Look for the word "Some" in the data below, and copy every line that holds it.

### The input

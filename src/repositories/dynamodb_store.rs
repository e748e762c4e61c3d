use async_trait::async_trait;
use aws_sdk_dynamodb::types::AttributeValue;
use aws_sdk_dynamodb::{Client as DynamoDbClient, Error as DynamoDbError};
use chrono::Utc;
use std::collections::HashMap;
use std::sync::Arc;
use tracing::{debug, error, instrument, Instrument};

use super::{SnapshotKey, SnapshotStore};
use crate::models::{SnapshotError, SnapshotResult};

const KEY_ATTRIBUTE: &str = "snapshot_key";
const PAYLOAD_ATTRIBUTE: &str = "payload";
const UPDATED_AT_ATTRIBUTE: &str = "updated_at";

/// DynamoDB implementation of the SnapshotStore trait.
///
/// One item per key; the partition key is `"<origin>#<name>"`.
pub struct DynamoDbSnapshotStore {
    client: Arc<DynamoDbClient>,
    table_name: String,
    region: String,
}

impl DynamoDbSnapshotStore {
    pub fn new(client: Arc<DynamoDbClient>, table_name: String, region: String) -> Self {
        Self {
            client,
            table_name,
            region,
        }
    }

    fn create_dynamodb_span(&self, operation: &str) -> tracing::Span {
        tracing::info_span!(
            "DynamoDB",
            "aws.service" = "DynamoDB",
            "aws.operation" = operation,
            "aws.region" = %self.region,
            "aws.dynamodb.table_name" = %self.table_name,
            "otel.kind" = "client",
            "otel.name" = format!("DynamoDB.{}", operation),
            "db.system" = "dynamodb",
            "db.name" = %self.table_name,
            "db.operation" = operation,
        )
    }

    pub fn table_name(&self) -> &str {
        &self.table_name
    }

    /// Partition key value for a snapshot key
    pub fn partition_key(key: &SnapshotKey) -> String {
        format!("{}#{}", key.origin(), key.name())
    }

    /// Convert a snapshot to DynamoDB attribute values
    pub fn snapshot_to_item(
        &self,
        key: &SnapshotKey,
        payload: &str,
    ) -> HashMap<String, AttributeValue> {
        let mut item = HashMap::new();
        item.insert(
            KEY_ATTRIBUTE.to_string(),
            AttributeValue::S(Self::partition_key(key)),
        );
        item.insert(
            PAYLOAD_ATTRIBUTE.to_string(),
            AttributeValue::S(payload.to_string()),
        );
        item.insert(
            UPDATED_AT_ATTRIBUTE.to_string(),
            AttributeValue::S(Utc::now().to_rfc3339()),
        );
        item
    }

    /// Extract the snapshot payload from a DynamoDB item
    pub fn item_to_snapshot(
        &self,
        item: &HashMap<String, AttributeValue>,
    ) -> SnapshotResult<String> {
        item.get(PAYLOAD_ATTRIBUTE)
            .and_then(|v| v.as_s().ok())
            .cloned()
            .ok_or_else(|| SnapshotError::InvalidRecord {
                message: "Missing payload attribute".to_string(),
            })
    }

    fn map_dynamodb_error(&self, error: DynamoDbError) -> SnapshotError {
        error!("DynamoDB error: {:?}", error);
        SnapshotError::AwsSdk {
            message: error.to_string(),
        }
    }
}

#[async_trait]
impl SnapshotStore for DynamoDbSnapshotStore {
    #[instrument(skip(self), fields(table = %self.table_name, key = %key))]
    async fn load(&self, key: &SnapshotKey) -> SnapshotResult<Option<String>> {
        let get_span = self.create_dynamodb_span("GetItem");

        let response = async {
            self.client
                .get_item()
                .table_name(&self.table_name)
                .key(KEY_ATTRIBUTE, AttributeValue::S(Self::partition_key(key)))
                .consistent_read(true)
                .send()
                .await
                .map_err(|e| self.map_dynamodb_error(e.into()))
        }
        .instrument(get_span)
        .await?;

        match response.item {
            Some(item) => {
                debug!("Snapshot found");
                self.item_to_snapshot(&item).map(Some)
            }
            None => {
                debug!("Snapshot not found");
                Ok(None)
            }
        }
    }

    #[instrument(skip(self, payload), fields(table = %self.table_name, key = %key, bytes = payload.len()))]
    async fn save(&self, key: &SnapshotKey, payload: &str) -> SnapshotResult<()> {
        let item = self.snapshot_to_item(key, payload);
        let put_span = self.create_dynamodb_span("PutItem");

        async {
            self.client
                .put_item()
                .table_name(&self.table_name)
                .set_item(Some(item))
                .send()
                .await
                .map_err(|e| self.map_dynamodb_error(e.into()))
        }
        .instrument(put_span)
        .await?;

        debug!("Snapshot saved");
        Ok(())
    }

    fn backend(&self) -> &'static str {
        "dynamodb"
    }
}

######

### Written answer
            Some(item) => {
                self.item_to_snapshot(&item).map(Some)
                .set_item(Some(item))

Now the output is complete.